Aquella ventana del cuarto daba contra el paisaje. Ahora, cuando la recuerdo, caigo en la cuenta de que el paisaje era tan grande que entraba por ella con dificultad.
Desde cualquier ángulo dejaba ver todo un lado del mundo. Por la derecha, y muy cerca, aparecían los sietecueros y los guayacanes decorando de colores el panorama; más lejos, un valle amplio regado por una corriente que discurría hacia el sur y, al fondo, más al fondo, las montañas verticales, en partes con su vegetación tupida y en otras con manchas amarillas que delataban las erosiones provocadas por los últimos inviernos; esas montañas luchaban por destacarse entre las sombras que proyectaban los soles de las tardes. Por el centro, también con sietecueros cercanos, se desvanecían las alturas dando cabida a los cultivos inmensos que se prolongaban por el lado izquierdo, haciendo de la planicie, allá abajo, una hoja de mil cuadrículas donde estaban señalados los minifundios, cada cual adornado con casas de formas distintas.

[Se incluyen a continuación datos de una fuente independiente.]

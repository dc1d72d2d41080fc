//! Axis-aligned bounding box

use crate::core::types::Vec3;

/// Axis-aligned bounding box defined by min and max corners
#[derive(Clone, Copy, Debug, Default, PartialEq)]
pub struct Aabb {
    pub min: Vec3,
    pub max: Vec3,
}

impl Aabb {
    /// Create AABB from min and max corners
    pub fn new(min: Vec3, max: Vec3) -> Self {
        Self { min, max }
    }

    /// Bounding box of a terrain column: a square XZ footprint spanning the
    /// given elevation range.
    pub fn terrain_column(origin_x: f32, origin_z: f32, side: f32, min_y: f32, max_y: f32) -> Self {
        Self {
            min: Vec3::new(origin_x, min_y, origin_z),
            max: Vec3::new(origin_x + side, max_y, origin_z + side),
        }
    }

    /// Get center point
    pub fn center(&self) -> Vec3 {
        (self.min + self.max) * 0.5
    }

    /// Get size (max - min)
    pub fn size(&self) -> Vec3 {
        self.max - self.min
    }

    /// Check if point is inside AABB
    pub fn contains_point(&self, p: Vec3) -> bool {
        p.cmpge(self.min).all() && p.cmple(self.max).all()
    }

    /// Check if two AABBs intersect
    pub fn intersects(&self, other: &Aabb) -> bool {
        self.min.cmple(other.max).all() && self.max.cmpge(other.min).all()
    }

    /// Expand AABB to include point
    pub fn expand(&mut self, point: Vec3) {
        self.min = self.min.min(point);
        self.max = self.max.max(point);
    }
}
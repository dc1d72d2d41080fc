//! Load-request priority queue and desired-set computation.

use std::cmp::Ordering;
use std::collections::{BinaryHeap, HashSet};

use crate::chunk::ChunkKey;

/// Pending request to generate one chunk.
#[derive(Clone, Copy, Debug)]
pub struct LoadRequest {
    pub key: ChunkKey,
    /// Higher is serviced first: 1 / (distance-in-chunks + 1).
    pub priority: f32,
    /// Distance from the viewer's chunk, in chunk units.
    pub distance: f32,
}

impl LoadRequest {
    pub fn new(key: ChunkKey, distance: f32) -> Self {
        Self {
            key,
            priority: 1.0 / (distance + 1.0),
            distance,
        }
    }
}

impl Eq for LoadRequest {}

impl PartialEq for LoadRequest {
    fn eq(&self, other: &Self) -> bool {
        self.key == other.key
    }
}

impl Ord for LoadRequest {
    fn cmp(&self, other: &Self) -> Ordering {
        // Max-heap on priority; total_cmp so NaN cannot poison the heap
        self.priority.total_cmp(&other.priority)
    }
}

impl PartialOrd for LoadRequest {
    fn partial_cmp(&self, other: &Self) -> Option<Ordering> {
        Some(self.cmp(other))
    }
}

/// Priority-ordered queue of outstanding load requests with key dedup.
#[derive(Default)]
pub struct RequestQueue {
    heap: BinaryHeap<LoadRequest>,
    queued: HashSet<ChunkKey>,
}

impl RequestQueue {
    pub fn new() -> Self {
        Self::default()
    }

    /// Queue a request unless its key is already queued.
    pub fn push(&mut self, request: LoadRequest) -> bool {
        if !self.queued.insert(request.key) {
            return false;
        }
        self.heap.push(request);
        true
    }

    /// Pop the highest-priority request.
    pub fn pop(&mut self) -> Option<LoadRequest> {
        let request = self.heap.pop()?;
        self.queued.remove(&request.key);
        Some(request)
    }

    pub fn contains(&self, key: ChunkKey) -> bool {
        self.queued.contains(&key)
    }

    pub fn len(&self) -> usize {
        self.heap.len()
    }

    pub fn is_empty(&self) -> bool {
        self.heap.is_empty()
    }

    pub fn clear(&mut self) {
        self.heap.clear();
        self.queued.clear();
    }

    /// Keys currently queued (test/diagnostic use).
    pub fn keys(&self) -> impl Iterator<Item = ChunkKey> + '_ {
        self.queued.iter().copied()
    }
}

/// All chunk keys within `radius` chunk units (Euclidean) of `center`,
/// with their distances. This is the desired set for one viewer position.
pub fn desired_keys(center: ChunkKey, radius: i32) -> Vec<(ChunkKey, f32)> {
    let mut out = Vec::new();
    for dz in -radius..=radius {
        for dx in -radius..=radius {
            let distance = ((dx * dx + dz * dz) as f32).sqrt();
            if distance <= radius as f32 {
                out.push((ChunkKey::new(center.x() + dx, center.z() + dz), distance));
            }
        }
    }
    out
}

#[cfg(test)]
mod tests {
    use super::*;

    #[test]
    fn test_closer_requests_pop_first() {
        let mut queue = RequestQueue::new();
        queue.push(LoadRequest::new(ChunkKey::new(5, 0), 5.0));
        queue.push(LoadRequest::new(ChunkKey::new(1, 0), 1.0));
        queue.push(LoadRequest::new(ChunkKey::new(3, 0), 3.0));

        assert_eq!(queue.pop().unwrap().key, ChunkKey::new(1, 0));
        assert_eq!(queue.pop().unwrap().key, ChunkKey::new(3, 0));
        assert_eq!(queue.pop().unwrap().key, ChunkKey::new(5, 0));
        assert!(queue.pop().is_none());
    }

    #[test]
    fn test_push_dedups_by_key() {
        let mut queue = RequestQueue::new();
        let key = ChunkKey::new(2, 2);
        assert!(queue.push(LoadRequest::new(key, 2.0)));
        assert!(!queue.push(LoadRequest::new(key, 0.5)));
        assert_eq!(queue.len(), 1);

        queue.pop();
        assert!(!queue.contains(key));
        assert!(queue.push(LoadRequest::new(key, 2.0)));
    }

    #[test]
    fn test_priority_formula() {
        let request = LoadRequest::new(ChunkKey::new(0, 0), 3.0);
        assert_eq!(request.priority, 0.25);
        assert_eq!(LoadRequest::new(ChunkKey::new(0, 0), 0.0).priority, 1.0);
    }

    #[test]
    fn test_desired_keys_radius_two() {
        // Euclidean radius 2 around the origin covers exactly 13 chunks
        let keys = desired_keys(ChunkKey::new(0, 0), 2);
        assert_eq!(keys.len(), 13);
        assert!(keys.iter().any(|(k, d)| *k == ChunkKey::new(0, 0) && *d == 0.0));
        assert!(keys.iter().any(|(k, _)| *k == ChunkKey::new(2, 0)));
        // Corners at distance sqrt(8) are outside
        assert!(!keys.iter().any(|(k, _)| *k == ChunkKey::new(2, 2)));
    }

    #[test]
    fn test_desired_keys_centered_elsewhere() {
        let keys = desired_keys(ChunkKey::new(10, -10), 1);
        assert_eq!(keys.len(), 5);
        assert!(keys.iter().all(|(k, _)| {
            (k.x() - 10).abs() + (k.z() + 10).abs() <= 1
        }));
    }

    #[test]
    fn test_clear() {
        let mut queue = RequestQueue::new();
        queue.push(LoadRequest::new(ChunkKey::new(1, 1), 1.0));
        queue.clear();
        assert!(queue.is_empty());
        assert!(!queue.contains(ChunkKey::new(1, 1)));
    }
}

Y, en las noches de invierno, cuando se desataban las tormentas tropicales, por esa ventana también entraba el espectáculo de las tempestades. Por todos los lados aparecían a intervalos los relámpagos que preparaban los oídos para escuchar el reventar del trueno que los sucede.

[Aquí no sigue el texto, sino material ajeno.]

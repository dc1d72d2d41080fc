//! Error types for the Tellus terrain engine

use thiserror::Error;

/// Main error type for the engine
#[derive(Debug, Error)]
pub enum Error {
    #[error("configuration error: {0}")]
    Config(String),

    #[error("streaming error: {0}")]
    Streaming(String),

    #[error("generation error: {0}")]
    Generation(String),
}
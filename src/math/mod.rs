//! Math utilities: bounding volumes and culling

pub mod aabb;
pub mod frustum;

pub use aabb::Aabb;
pub use frustum::Frustum;
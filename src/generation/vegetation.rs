//! Default vegetation pass: hash-scattered plants with per-archetype density.

use std::f32::consts::TAU;

use glam::Vec3;

use super::placement::{hash_cell, HeightSampler, Placement, PlacementGenerator};
use crate::chunk::ChunkKey;
use crate::terrain::profile::Archetype;

/// Slope (rise over run) above which nothing grows.
const MAX_SLOPE: f32 = 0.7;

/// Deterministic vegetation scatter.
///
/// Candidates lie on a world-aligned grid so density is uniform regardless of
/// chunk boundaries; each candidate rolls a hash keyed by its world cell.
pub struct VegetationScatter {
    seed: u32,
    /// Meters between candidate points.
    stride: f32,
}

impl VegetationScatter {
    pub fn new(seed: u32) -> Self {
        Self { seed, stride: 4.0 }
    }

    /// Fraction of candidate cells that sprout, per archetype.
    fn density(archetype: Archetype) -> f32 {
        match archetype {
            Archetype::EarthLike => 0.35,
            Archetype::Desert => 0.04,
            Archetype::Rocky => 0.08,
            Archetype::Ice => 0.0,
            Archetype::Volcanic => 0.02,
        }
    }
}

impl PlacementGenerator for VegetationScatter {
    fn generate(
        &self,
        key: ChunkKey,
        chunk_world_size: f32,
        archetype: Archetype,
        height_at: &HeightSampler,
    ) -> Vec<Placement> {
        let density = Self::density(archetype);
        if density <= 0.0 {
            return Vec::new();
        }

        let origin = key.world_origin();
        let steps = (chunk_world_size / self.stride) as i32;
        let mut out = Vec::new();

        for gz in 0..steps {
            for gx in 0..steps {
                let x = origin.x + (gx as f32 + 0.5) * self.stride;
                let z = origin.z + (gz as f32 + 0.5) * self.stride;
                let cx = (x / self.stride).floor() as i32;
                let cz = (z / self.stride).floor() as i32;

                if hash_cell(cx, cz, self.seed) >= density {
                    continue;
                }

                // Reject steep ground
                let eps = 0.5;
                let dh_dx = (height_at(x + eps, z) - height_at(x - eps, z)) / (2.0 * eps);
                let dh_dz = (height_at(x, z + eps) - height_at(x, z - eps)) / (2.0 * eps);
                if (dh_dx * dh_dx + dh_dz * dh_dz).sqrt() > MAX_SLOPE {
                    continue;
                }

                out.push(Placement {
                    position: Vec3::new(x, height_at(x, z), z),
                    yaw: hash_cell(cx, cz, self.seed.wrapping_add(1)) * TAU,
                    scale: 0.6 + hash_cell(cx, cz, self.seed.wrapping_add(2)) * 0.8,
                    variant: (hash_cell(cx, cz, self.seed.wrapping_add(3)) * 4.0) as u32,
                });
            }
        }

        out
    }
}

#[cfg(test)]
mod tests {
    use super::*;
    use crate::chunk::CHUNK_WORLD_SIZE;

    fn flat_sampler(height: f32) -> impl Fn(f32, f32) -> f32 {
        move |_, _| height
    }

    #[test]
    fn test_deterministic() {
        let r#gen = VegetationScatter::new(42);
        let sampler = flat_sampler(2.0);
        let a = r#gen.generate(ChunkKey::new(1, 1), CHUNK_WORLD_SIZE, Archetype::EarthLike, &sampler);
        let b = r#gen.generate(ChunkKey::new(1, 1), CHUNK_WORLD_SIZE, Archetype::EarthLike, &sampler);
        assert_eq!(a, b);
        assert!(!a.is_empty());
    }

    #[test]
    fn test_ice_is_barren() {
        let r#gen = VegetationScatter::new(42);
        let sampler = flat_sampler(0.0);
        let out = r#gen.generate(ChunkKey::new(0, 0), CHUNK_WORLD_SIZE, Archetype::Ice, &sampler);
        assert!(out.is_empty());
    }

    #[test]
    fn test_placements_on_surface() {
        let r#gen = VegetationScatter::new(42);
        let sampler = flat_sampler(12.5);
        let key = ChunkKey::new(-2, 4);
        let origin = key.world_origin();
        for p in r#gen.generate(key, CHUNK_WORLD_SIZE, Archetype::EarthLike, &sampler) {
            assert_eq!(p.position.y, 12.5);
            assert!(p.position.x >= origin.x && p.position.x <= origin.x + CHUNK_WORLD_SIZE);
            assert!(p.position.z >= origin.z && p.position.z <= origin.z + CHUNK_WORLD_SIZE);
            assert!(p.variant < 4);
        }
    }

    #[test]
    fn test_steep_slopes_rejected() {
        let r#gen = VegetationScatter::new(42);
        // 45-degree-plus wall everywhere
        let sampler = |x: f32, _: f32| x * 5.0;
        let out = r#gen.generate(ChunkKey::new(0, 0), CHUNK_WORLD_SIZE, Archetype::EarthLike, &sampler);
        assert!(out.is_empty());
    }

    #[test]
    fn test_desert_sparser_than_earthlike() {
        let r#gen = VegetationScatter::new(42);
        let sampler = flat_sampler(0.0);
        let lush = r#gen.generate(ChunkKey::new(0, 0), CHUNK_WORLD_SIZE, Archetype::EarthLike, &sampler);
        let sparse = r#gen.generate(ChunkKey::new(0, 0), CHUNK_WORLD_SIZE, Archetype::Desert, &sampler);
        assert!(sparse.len() < lush.len());
    }
}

Y cuando llovía, y después cuando los vientos del norte empujaban sus neblinas, las hacían entrar al cuarto entonándolo de un ambiente blanco.
Pasó el tiempo y acabó con la casa, no quedó ni el rastro que permitiera afirmar hacia donde era que miraba aquella ventana. Menos mal que el mismo tiempo no se ha llevado los recuerdos todavía.